Host of The Podcasters' Studio and Podcasters' Roundtable. Ray is a full-time podcast producer and enjoys sharing his ten years of experience making podcasts to help others improve or start their own show.


  1. Thank you very much for going through all of the effort to help us up and coming podcasters. I took a look at LibSyn and compared it to the host I'm through now, podbean.com and it looked to me that podbean was slightly less expensive. Of course math was always my Achilles Heal…

    • I don't know much about podbean and I doubt they offer as much in terms of their backend power but I do know they are one of very few choices when it comes to audio podcast hosting. If you are getting what you need (affordable, reliable, good stats and fast downloads) then I'd say are good staying with podbean. I think they are more likely to go out of business than Libsyn would be but they've also been around for quite awhile so hopefully they won't go away. If you have used feedburner.com then your feed will be protected against any damage created if the host goes out of business. Thanks for the feedback.

  2. Ray,

    You only talk here about hosting on Linux, and not Windows (IIS). There are couple of things folks should be aware of if they intend to host their audio files on IIS, either as primary storage or even as a backup for a third-party service like Libsyn.

    The latest versions of IIS allow hosters to apply bit-rate limiting to certain rich media types, like MP3, WAV, and other audio/video formats. Essentially, this severely limits the speed at which media files can be downloaded. For example, an MP3 under bitrate limiting on IIS will download at about 4-6k per second, which effectively prevents the server from being used as a music sharing service (which is strictly against the TOS for shared hosting services anyway).

    • I wish I knew enough about Linux versus Windows to talk about it;) In this post, I'm simply refferring to all the services you can use to go out and get a domain and a place to host your website (hostgator, bluehost, lunarpages, godaddy, and so many more). I'm not sure how they differ for the average user however.
      I think though, you come to the same basic conclusion that I have in this blog post, that using your web host (basic plan, shared server) is a bad idea. And you provide more evidence as to why this is true.
      I look forward to more of your feedback as you seem to have a special knowledge in website backends and/or servers. Thanks Lee.

  3. Hosters also assume that 4-6 k/s should be plenty fast enough for real-time streaming (which it is). The problem lies in the fact that it's waaaay toooo sloooooow to accomodate any kind of reasonable downloads — about 30 to 40 minutes for a meager 10MB file! Compare this to the typical 400 – 600 k/sec you'd normally get for binary files without bitrate limiting, and you'll see what I mean.

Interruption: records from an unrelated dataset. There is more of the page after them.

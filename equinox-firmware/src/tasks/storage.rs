//! Persistence task
//!
//! Writes settings and PEC tables handed over by the control task. Flash
//! erases are slow, so the control task never waits on them.

use defmt::*;
use embassy_futures::select::{select, Either};

use equinox_core::persist;
use equinox_hal_rp2040::flash::Rp2040FlashStorage;

use crate::channels::{SAVE_PEC, SAVE_SETTINGS};

/// Storage task
#[embassy_executor::task]
pub async fn storage_task(mut storage: Rp2040FlashStorage<'static>) {
    info!("Storage task started");

    loop {
        match select(SAVE_SETTINGS.wait(), SAVE_PEC.wait()).await {
            Either::First(mut settings) => {
                match persist::save_settings(&mut storage, &mut settings).await {
                    Ok(()) => debug!("Settings saved"),
                    Err(e) => error!("Failed to save settings: {:?}", e),
                }
            }
            Either::Second(mut record) => {
                match persist::save_pec_table(&mut storage, &mut record).await {
                    Ok(()) => info!("PEC table saved, {} slots", record.slots.len()),
                    Err(e) => error!("Failed to save PEC table: {:?}", e),
                }
            }
        }
    }
}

    If this is the case, you'll have to go to your hoster, explain what you're doing, and nicely ask them to remove the bitrate limiting on your account. Most will probably be cool, but some won't. Of course, you still have the option of loading your files on Libsyn, which, like you, I highly recommend doing from the get-go.

    Just thought I'd point this out in case anyone else is wondering why they're getting such horrible media file download speeds on IIS. Of course, I had to learn it the hard way. 😉

  4. I use Bluehost to host my wordpress blog, and I've had to make some adjustments. I don't know if this is required on any other hosting serivce, but I had to edit my php.ini file to allow for uploads larger than 2mb. For whatever reason I was limited to only 2mb in file size for uploads. That doesn't work well with podcasts and files that are much larger. I edited and set the limit to around 60mb with no issues. Unfortunately, just signing up with Bluehost doesn't mean you can host podcasts. There's always a catch.

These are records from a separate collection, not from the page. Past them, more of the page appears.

//! GPIO step/dir stepper driver
//!
//! Drives TMC2209 (legacy step/dir), DRV8825 or A4988 style drivers from
//! plain GPIO: one pulse per `step()`, direction and enable levels, up to
//! three microstep mode pins and an optional fault input.

use embassy_rp::gpio::{Input, Level, Output};
use equinox_core::traits::{Direction, StepperDriver};

/// Busy-wait cycles for the step pulse high time (about 2 µs at 125 MHz)
const STEP_PULSE_CYCLES: u32 = 250;

/// Electrical conventions of the driver board
#[derive(Debug, Clone, Copy, PartialEq, Eq)]
#[cfg_attr(feature = "defmt", derive(defmt::Format))]
pub struct DriverPolarity {
    /// Enable input is active low (true for every common driver)
    pub enable_inverted: bool,
    /// Fault/diag output is active low
    pub fault_active_low: bool,
}

impl Default for DriverPolarity {
    fn default() -> Self {
        Self {
            enable_inverted: true,
            fault_active_low: true,
        }
    }
}

/// Step/dir driver on RP2040 GPIO
pub struct GpioStepper<'d> {
    step_pin: Output<'d>,
    dir_pin: Output<'d>,
    enable_pin: Output<'d>,
    /// M0, M1, M2; absent pins are strapped on the board
    mode_pins: [Option<Output<'d>>; 3],
    fault_pin: Option<Input<'d>>,
    polarity: DriverPolarity,
    enabled: bool,
}

impl<'d> GpioStepper<'d> {
    /// Wrap configured pins; the driver starts disabled
    pub fn new(
        step_pin: Output<'d>,
        dir_pin: Output<'d>,
        mut enable_pin: Output<'d>,
        mode_pins: [Option<Output<'d>>; 3],
        fault_pin: Option<Input<'d>>,
        polarity: DriverPolarity,
    ) -> Self {
        enable_pin.set_level(Self::enable_level(false, polarity));
        Self {
            step_pin,
            dir_pin,
            enable_pin,
            mode_pins,
            fault_pin,
            polarity,
            enabled: false,
        }
    }

    fn enable_level(enabled: bool, polarity: DriverPolarity) -> Level {
        match (enabled, polarity.enable_inverted) {
            (true, true) | (false, false) => Level::Low,
            (true, false) | (false, true) => Level::High,
        }
    }
}

impl StepperDriver for GpioStepper<'_> {
    fn set_direction(&mut self, dir: Direction) {
        match dir {
            Direction::Forward => self.dir_pin.set_low(),
            Direction::Reverse => self.dir_pin.set_high(),
        }
    }

    fn step(&mut self) {
        self.step_pin.set_high();
        cortex_m::asm::delay(STEP_PULSE_CYCLES);
        self.step_pin.set_low();
    }

    fn enable(&mut self, enabled: bool) {
        self.enabled = enabled;
        self.enable_pin
            .set_level(Self::enable_level(enabled, self.polarity));
    }

    fn is_enabled(&self) -> bool {
        self.enabled
    }

    /// Bit n of `code` drives mode pin Mn
    fn set_microstep_code(&mut self, code: u8) {
        for (bit, pin) in self.mode_pins.iter_mut().enumerate() {
            if let Some(pin) = pin {
                pin.set_level(Level::from(code & (1 << bit) != 0));
            }
        }
    }

    fn is_faulted(&self) -> bool {
        match &self.fault_pin {
            Some(pin) => pin.is_low() == self.polarity.fault_active_low,
            None => false,
        }
    }
}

  5. Thanks for this post. It's very helpful. Looks like I'll need a dedicated host for my podcast. I'm curious to know more about how Podbean compares with Libsyn, however.

  6. Excellent article. I was leaning to Libsyn, but just thought I'd do a search about using hosting on a web hosting account and found your article. Thank you Rod. VERY WELL WRITTEN article and I'm happy to have connected and signed up for your newsletter. – mary

    • Thanks Mary. Paid hosting with a company that specifically deals with podcasting is recommended for best results. Libsyn and blubrry are the two best. If you sign up with Libsyn use my promo code: PodcastHelper on checkout to get your first month free.

  7. Hi Ray!

    Is this possible in Hostgator?? It would be very helpful if it is. Thank you in advance.

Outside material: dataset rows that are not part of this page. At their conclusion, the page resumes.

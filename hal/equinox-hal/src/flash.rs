//! Flash storage abstractions
//!
//! A small key-value store for the records the mount keeps across power
//! cycles. Implementations own wear leveling; callers own validation of
//! what they read back.

/// Storage keys for persisted mount data
#[derive(Debug, Clone, Copy, PartialEq, Eq)]
#[cfg_attr(feature = "defmt", derive(defmt::Format))]
#[repr(u8)]
pub enum StorageKey {
    /// Runtime settings: site, sync offsets, clock calibration, park (postcard)
    MountSettings = 0,
    /// Mount configuration as TOML text, overriding the built-in file
    MountConfigToml = 1,
    /// Recorded periodic error correction table (postcard)
    PecTable = 2,
}

impl StorageKey {
    pub fn as_u8(self) -> u8 {
        self as u8
    }

    pub fn from_u8(value: u8) -> Option<Self> {
        match value {
            0 => Some(StorageKey::MountSettings),
            1 => Some(StorageKey::MountConfigToml),
            2 => Some(StorageKey::PecTable),
            _ => None,
        }
    }
}

/// Errors from flash storage operations
#[derive(Debug, Clone, Copy, PartialEq, Eq)]
#[cfg_attr(feature = "defmt", derive(defmt::Format))]
pub enum FlashError {
    /// Flash operation failed
    Flash,
    /// Storage operation failed
    Storage,
    /// Key not found
    NotFound,
    /// Buffer too small for the data
    BufferTooSmall,
    /// Data corrupted or invalid
    Corrupted,
    /// Storage is full
    Full,
}

/// Wear-leveled key-value storage
///
/// A write replaces the previous value of its key. A read of a key that
/// was never written fails with [`FlashError::NotFound`].
pub trait FlashStorage {
    /// Read a value into `buffer`, returning its length
    fn read(
        &mut self,
        key: StorageKey,
        buffer: &mut [u8],
    ) -> impl core::future::Future<Output = Result<usize, FlashError>>;

    /// Write a value by key
    fn write(
        &mut self,
        key: StorageKey,
        data: &[u8],
    ) -> impl core::future::Future<Output = Result<(), FlashError>>;

    /// Check if a key exists in storage
    fn exists(&mut self, key: StorageKey) -> impl core::future::Future<Output = bool>;
}

#[cfg(feature = "sequential-storage")]
impl sequential_storage::map::Key for StorageKey {
    fn serialize_into(
        &self,
        buffer: &mut [u8],
    ) -> Result<usize, sequential_storage::map::SerializationError> {
        match buffer.first_mut() {
            Some(byte) => {
                *byte = self.as_u8();
                Ok(1)
            }
            None => Err(sequential_storage::map::SerializationError::BufferTooSmall),
        }
    }

    fn deserialize_from(
        buffer: &[u8],
    ) -> Result<(Self, usize), sequential_storage::map::SerializationError> {
        let byte = buffer
            .first()
            .ok_or(sequential_storage::map::SerializationError::BufferTooSmall)?;
        match StorageKey::from_u8(*byte) {
            Some(key) => Ok((key, 1)),
            None => Err(sequential_storage::map::SerializationError::InvalidFormat),
        }
    }
}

    • It's possible with any web host but my suggestion is that you DON'T do it because it violates the terms of your contract with your host. They do not intend for you to share files this way. You pay for unlimited bandwidth as it pertains to your website traffic but not serving media files. Thanks.

  8. Thank you so much for this article Ray. I've been trying to get exactly this info because I'm starting with recording all my blogs as audios (my audience are ill & spend a lot of time in bed), but then want to move onto a podcast. I think it sounds like I'd be best to just start hosting all the audio on Libsyn from the start. I'll have to find out if I need to pay twice – once for audio blogs, once for podcasting, but I'll ask them that. I just wanted to say how much I appreciated your detailed article. I'm a huge Pat Flynn fan and he mentioned hosting the audio of podcasts on a different server, but I was still confused about how I went about that. Thanks for clarifying. I'll be popping back over to your site to see what other great content you have :-).

  9. Great article Ray cheers.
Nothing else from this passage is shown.